News

Fox News: Female President Would Have Downsides

by Seth Millstein

Lest anyone confuse it for a halfway respectable news outlet, or indeed a news outlet at all, Fox News stepped in it again Thursday as Bill O’Reilly tackled the subject of a woman in the Oval Office. O’Reilly, who was following up on Michele Bachmann’s ludicrous claim last week that Americans aren’t ready for a female president, asked his guests to tell him what inevitable drawbacks there would be to having a female president.

“There’s gotta be some downside to having a woman president, right?,” O’Reilly, a noted expert on women, asked his two female guests on Thursday. “Something! Something that may not fit with that office. Correct?”

“I’m gonna say no, Bill,” panelist Kirsten Powers replied drolly.

It would be one thing if O’Reilly had asked his guests whether or not there would be any downside to having a female president. That would’ve been a crude and offensive question, but at least it would have left a bit of room for discussion on the nature of the question’s idiocy. But to just charge out of the gate and presume that a woman would, by virtue of being female, make for an inferior head of state is, well, not journalism. It’s shouting an assumption at people and demanding that they confirm it for you.

O’Reilly quickly adds the caveat there are downsides to men being president, too:

Men are men, and women are women, and there’s a difference. Okay? There’s a difference between the genders. Now, men...uhhh...they’re tied up, a lot of them, in a macho image, and that kind of thing. They act like, ‘You’re not gonna push me around.’ That could be a deficit. They’re not as, kind of, open to, uhh, sensitive discussion, maybe, as a woman.

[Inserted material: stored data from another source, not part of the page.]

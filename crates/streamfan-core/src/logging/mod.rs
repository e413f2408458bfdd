//! Structured logging with `tracing`.
//!
//! - [`init_subscriber`] installs the global stderr subscriber
//! - [`capture_logs`] installs a thread-scoped capture layer for tests

pub mod test_utils;

pub use test_utils::{CapturedEvent, CapturedLogs, capture_logs};

use tracing_subscriber::EnvFilter;

/// Filter from `rust_log` when it parses, else from `level`.
pub fn resolve_filter(level: &str, rust_log: Option<&str>) -> EnvFilter {
    rust_log
        .and_then(|directives| EnvFilter::try_new(directives).ok())
        .unwrap_or_else(|| EnvFilter::new(level))
}

fn filter_from_env(level: &str) -> EnvFilter {
    let rust_log = std::env::var(EnvFilter::DEFAULT_ENV).ok();
    resolve_filter(level, rust_log.as_deref())
}

/// Initialize the global tracing subscriber with stderr output.
///
/// `RUST_LOG` wins over `level` when set. Subsequent calls are no-ops.
pub fn init_subscriber(level: &str) {
    let subscriber = tracing_subscriber::fmt()
        .with_env_filter(filter_from_env(level))
        .with_target(true)
        .with_writer(std::io::stderr)
        .compact();

    // set_global_default is a no-op if already set
    let _ = subscriber.try_init();
}

/// Same as [`init_subscriber`] but emits newline-delimited JSON.
pub fn init_json_subscriber(level: &str) {
    let _ = tracing_subscriber::fmt()
        .with_env_filter(filter_from_env(level))
        .with_writer(std::io::stderr)
        .json()
        .try_init();
}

Okay, so the problem here is gender normativity. But notice how confident O’Reilly is in the beginning of his segment when he speaks of the inevitable drawbacks to having a woman in the White House, and compare that with how he struggles to define the corollary on the male side. It’s genuinely difficult for him to figure out what downsides there could possibly be to having a male president, and even when he names them, his speech is peppered with qualifications and uncertainty. But a woman? There must be some downside! There just has to be!

At the end, O’Reilly asserts that “there haven’t been that many strong women leaders throughout history, displaying both a willful ignorance of history and a seething contempt for his panelist’s intelligence, as well as that of his viewers.